Prerequisites
The Pcap transport handler is located in the Pcap Wrapper Feature.
The protocol itself
The source of this section is Wikipedia.
In the field of computer network administration, pcap (packet capture) consists of an application programming interface (API) for capturing network traffic. Unix-like systems implement pcap in the libpcap library; Windows uses a port of libpcap known as WinPcap.
Monitoring software may use libpcap and/or WinPcap to capture packets travelling over a network and, in newer versions, to transmit packets on a network at the link layer, as well as to get a list of network interfaces for possible use with libpcap or WinPcap.
The pcap API is written in C, so other languages such as Java, .NET languages, and scripting languages generally use a wrapper; no such wrappers are provided by libpcap or WinPcap itself. C++ programs may link directly to the C API or use an object-oriented wrapper.
Used library
This Odysseus feature uses jNetPcap.
PCap file transport handler
In Odysseus, a file transport handler is implemented to read Pcap files. Writing Pcap files is currently not supported! See the examples below for the usage of the transport handler in combination with the IEC 60870-5-104 protocol handler
#PARSER PQL
#RUNQUERY
input := ACCESS({
transport = 'pcapfile',
protocol = 'iec60870-5-104',
wrapper = 'GENERICPUSH',
source = 'Pcap',
datahandler = 'tuple',
options = [['file', somepcapfile.pcap]],
schema = [
['typeId', 'object'],
['isSequenceOfElements', 'boolean'],
['causeOfTransmission', 'object'],
['test', 'boolean'],
['negativeConfirm', 'boolean'],
['originatorAddress', 'integer'],
['commonAddress', 'integer'],
['sequenceLength', 'integer'],
['informationObjects', 'list'],
['areInfosPrivate', 'boolean']
]
}
)
Data types
- Application Service Data Unit (ASDU)
- The ASDU is the payload of the application protocol data unit (APDU). Its structure is defined in IEC 60870-5-104. The ASDU consists of the Data Unit Identifier and a number of Information Objects. The Data Unit Identifier contains:
TypeId(1 byte)- Variable Structure Qualifier (1 byte) - specifies how many Information Objects and Information Element sets are part of the ASDU.
- Cause of Transmission (COT, 1 or 2 bytes)
- The first byte codes the actual
CauseOfTransmission, a bit indicating whether the message was sent for test purposes only and a bit indicating whether a confirmation message is positive or negative. The optional second byte of the Cause of Transmission field is the Originator Address. It is the address of the originating controlling station so that responses can be routed back to it.
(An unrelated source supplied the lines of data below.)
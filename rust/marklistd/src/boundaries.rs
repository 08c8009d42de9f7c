use crate::calc::{CalcError, PointBoundary};
use rusqlite::Connection;
use serde_json::json;

#[derive(Debug, Clone, Copy, PartialEq, Eq)]
pub enum BoundaryKind {
    /// Bands for a single subject mark (0..=100).
    Subject,
    /// Bands for a student's total across all subjects.
    Total,
}

impl BoundaryKind {
    pub fn parse(raw: Option<&str>) -> Result<Self, CalcError> {
        match raw.map(|s| s.to_ascii_lowercase()).as_deref() {
            None | Some("subject") => Ok(BoundaryKind::Subject),
            Some("total") => Ok(BoundaryKind::Total),
            Some(other) => Err(CalcError::bad_params("kind must be one of: subject, total")
                .with_details(json!({ "kind": other }))),
        }
    }

    pub fn as_str(self) -> &'static str {
        match self {
            BoundaryKind::Subject => "subject",
            BoundaryKind::Total => "total",
        }
    }

    fn table(self) -> &'static str {
        match self {
            BoundaryKind::Subject => "point_boundaries",
            BoundaryKind::Total => "total_point_boundaries",
        }
    }
}

pub fn load(conn: &Connection, kind: BoundaryKind) -> Result<Vec<PointBoundary>, CalcError> {
    let sql = format!(
        "SELECT min_marks, max_marks, pl, ab FROM {} ORDER BY sort_order, id",
        kind.table()
    );
    let mut stmt = conn.prepare(&sql).map_err(CalcError::query)?;
    stmt.query_map([], |r| {
        Ok(PointBoundary {
            min_marks: r.get(0)?,
            max_marks: r.get(1)?,
            pl: r.get(2)?,
            ab: r.get(3)?,
        })
    })
    .and_then(|it| it.collect::<Result<Vec<_>, _>>())
    .map_err(CalcError::query)
}

/// Rejects inverted or overlapping intervals and blank labels. Uncovered
/// whole marks inside the covered span come back as warnings; those marks
/// classify as `UNKNOWN`.
pub fn validate(boundaries: &[PointBoundary]) -> Result<Vec<String>, CalcError> {
    for (i, b) in boundaries.iter().enumerate() {
        if !b.min_marks.is_finite() || !b.max_marks.is_finite() || b.min_marks < 0.0 {
            return Err(
                CalcError::bad_params("boundary marks must be finite and non-negative")
                    .with_details(json!({ "index": i })),
            );
        }
        if b.min_marks > b.max_marks {
            return Err(CalcError::bad_params("boundary minMarks exceeds maxMarks")
                .with_details(json!({ "index": i, "minMarks": b.min_marks, "maxMarks": b.max_marks })));
        }
        if b.pl.trim().is_empty() || b.ab.trim().is_empty() {
            return Err(CalcError::bad_params("boundary pl and ab must not be empty")
                .with_details(json!({ "index": i })));
        }
    }

    let mut sorted: Vec<(usize, &PointBoundary)> = boundaries.iter().enumerate().collect();
    sorted.sort_by(|(_, a), (_, b)| a.min_marks.total_cmp(&b.min_marks));

    let mut warnings = Vec::new();
    for pair in sorted.windows(2) {
        let (ia, a) = pair[0];
        let (ib, b) = pair[1];
        if b.min_marks <= a.max_marks {
            return Err(CalcError::bad_params("boundaries overlap").with_details(json!({
                "first": ia,
                "second": ib,
                "at": b.min_marks,
            })));
        }
        if b.min_marks - a.max_marks > 1.0 {
            warnings.push(format!(
                "marks between {} and {} match no band",
                a.max_marks, b.min_marks
            ));
        }
    }
    Ok(warnings)
}

pub fn replace(
    conn: &Connection,
    kind: BoundaryKind,
    boundaries: &[PointBoundary],
) -> Result<Vec<String>, CalcError> {
    let warnings = validate(boundaries)?;

    let tx = conn
        .unchecked_transaction()
        .map_err(CalcError::persistence)?;
    tx.execute(&format!("DELETE FROM {}", kind.table()), [])
        .map_err(CalcError::persistence)?;
    let insert = format!(
        "INSERT INTO {}(min_marks, max_marks, pl, ab, sort_order) VALUES(?, ?, ?, ?, ?)",
        kind.table()
    );
    for (i, b) in boundaries.iter().enumerate() {
        tx.execute(
            &insert,
            (b.min_marks, b.max_marks, b.pl.trim(), b.ab.trim(), i as i64),
        )
        .map_err(CalcError::persistence)?;
    }
    tx.commit().map_err(CalcError::persistence)?;

    for w in &warnings {
        tracing::warn!(kind = kind.as_str(), "{}", w);
    }
    Ok(warnings)
}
- The first byte codes the actual
- Common Address of ASDU (1 or 2 bytes)
- the address of the target station or the broadcast address. If the field length of the common address is 1 byte then the addresses 1 to 254 are used to address a particular station (station address) and 255 is used for broadcast addressing. If the field length of the common address is 2 bytes then the addresses 1 to 65534 are used to address a particular station and 65535 is used for broadcast addressing. Broadcast addressing is only allowed for certain TypeIDs.
- A list of Information Objects containing the actual actual data in the form of Information Elements.
In Odysseus, the IEC 60870-5-104 transport handler sends a tuple to the data handler with the following schema:
- typeId: Object
- isSequenceOfElements: Boolean
- causeOfTransmission: Object
- test: Boolean
- negativeConfirm: Boolean
- originatorAddress: Integer
- commonAddress: Integer
- sequenceLength: Integer
- informationObjects: List
- areInfosPrivate: Boolean
It is recommended to use the Tuple datahandler.